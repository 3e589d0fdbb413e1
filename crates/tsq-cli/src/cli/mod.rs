mod args;
mod commands;
mod dispatch;


pub use commands::build_cli;
pub use dispatch::{CheckParams, DefinitionParams, LangsParams, OutlineParams, TreeParams};

/// Color output mode for CLI commands.
#[derive(Clone, Copy, Debug, Default, PartialEq, Eq)]
pub enum ColorChoice {
    #[default]
    Auto,
    Always,
    Never,
}

impl ColorChoice {
    pub fn should_colorize(self) -> bool {
        match self {
            ColorChoice::Always => true,
            ColorChoice::Never => false,
            // diagnostics go to stderr, so that is the stream that matters
            ColorChoice::Auto => std::io::IsTerminal::is_terminal(&std::io::stderr()),
        }
    }
}

#[derive(Clone, Copy, Debug, Default, PartialEq, Eq)]
pub enum OutputFormat {
    #[default]
    Text,
    Json,
}
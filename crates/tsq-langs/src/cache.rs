use std::collections::HashMap;
use std::sync::Arc;

use crate::{Grammar, LangError, LanguageId};

/// Memoizes one grammar per language for the lifetime of the cache.
///
/// The language set is closed, so the cache is bounded by its size and never
/// evicts.
#[derive(Debug, Default)]
pub struct GrammarCache {
    grammars: HashMap<LanguageId, Arc<Grammar>>,
}

impl GrammarCache {
    pub fn new() -> Self {
        Self::default()
    }

    pub fn get(&mut self, id: LanguageId) -> Result<Arc<Grammar>, LangError> {
        if let Some(grammar) = self.grammars.get(&id) {
            return Ok(Arc::clone(grammar));
        }

        let grammar = Arc::new(Grammar::load(id)?);
        tracing::debug!(language = %id, "loaded grammar");
        self.grammars.insert(id, Arc::clone(&grammar));
        Ok(grammar)
    }

    /// Resolves an editor id first; unknown ids fail before any load.
    pub fn get_by_name(&mut self, name: &str) -> Result<Arc<Grammar>, LangError> {
        let id = LanguageId::from_editor_id(name)
            .ok_or_else(|| LangError::Unsupported(name.to_owned()))?;
        self.get(id)
    }

    pub fn is_loaded(&self, id: LanguageId) -> bool {
        self.grammars.contains_key(&id)
    }

    /// Resident grammars in enumeration order.
    pub fn loaded(&self) -> Vec<LanguageId> {
        LanguageId::ALL
            .iter()
            .copied()
            .filter(|id| self.is_loaded(*id))
            .collect()
    }
}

## Exercise
Word for word, reproduce the lines of the listing from the first one through the line containing "size and never", and no more.

## Exercise answer
repository 3e589d0fdbb413e1
filename crates/tsq-cli/src/cli/mod.rs
mod args;
mod commands;
mod dispatch;


pub use commands::build_cli;
pub use dispatch::{CheckParams, DefinitionParams, LangsParams, OutlineParams, TreeParams};

/// Color output mode for CLI commands.
#[derive(Clone, Copy, Debug, Default, PartialEq, Eq)]
pub enum ColorChoice {
    #[default]
    Auto,
    Always,
    Never,
}

impl ColorChoice {
    pub fn should_colorize(self) -> bool {
        match self {
            ColorChoice::Always => true,
            ColorChoice::Never => false,
            // diagnostics go to stderr, so that is the stream that matters
            ColorChoice::Auto => std::io::IsTerminal::is_terminal(&std::io::stderr()),
        }
    }
}

#[derive(Clone, Copy, Debug, Default, PartialEq, Eq)]
pub enum OutputFormat {
    #[default]
    Text,
    Json,
}
filename crates/tsq-langs/src/cache.rs
use std::collections::HashMap;
use std::sync::Arc;

use crate::{Grammar, LangError, LanguageId};

/// Memoizes one grammar per language for the lifetime of the cache.
///
/// The language set is closed, so the cache is bounded by its size and never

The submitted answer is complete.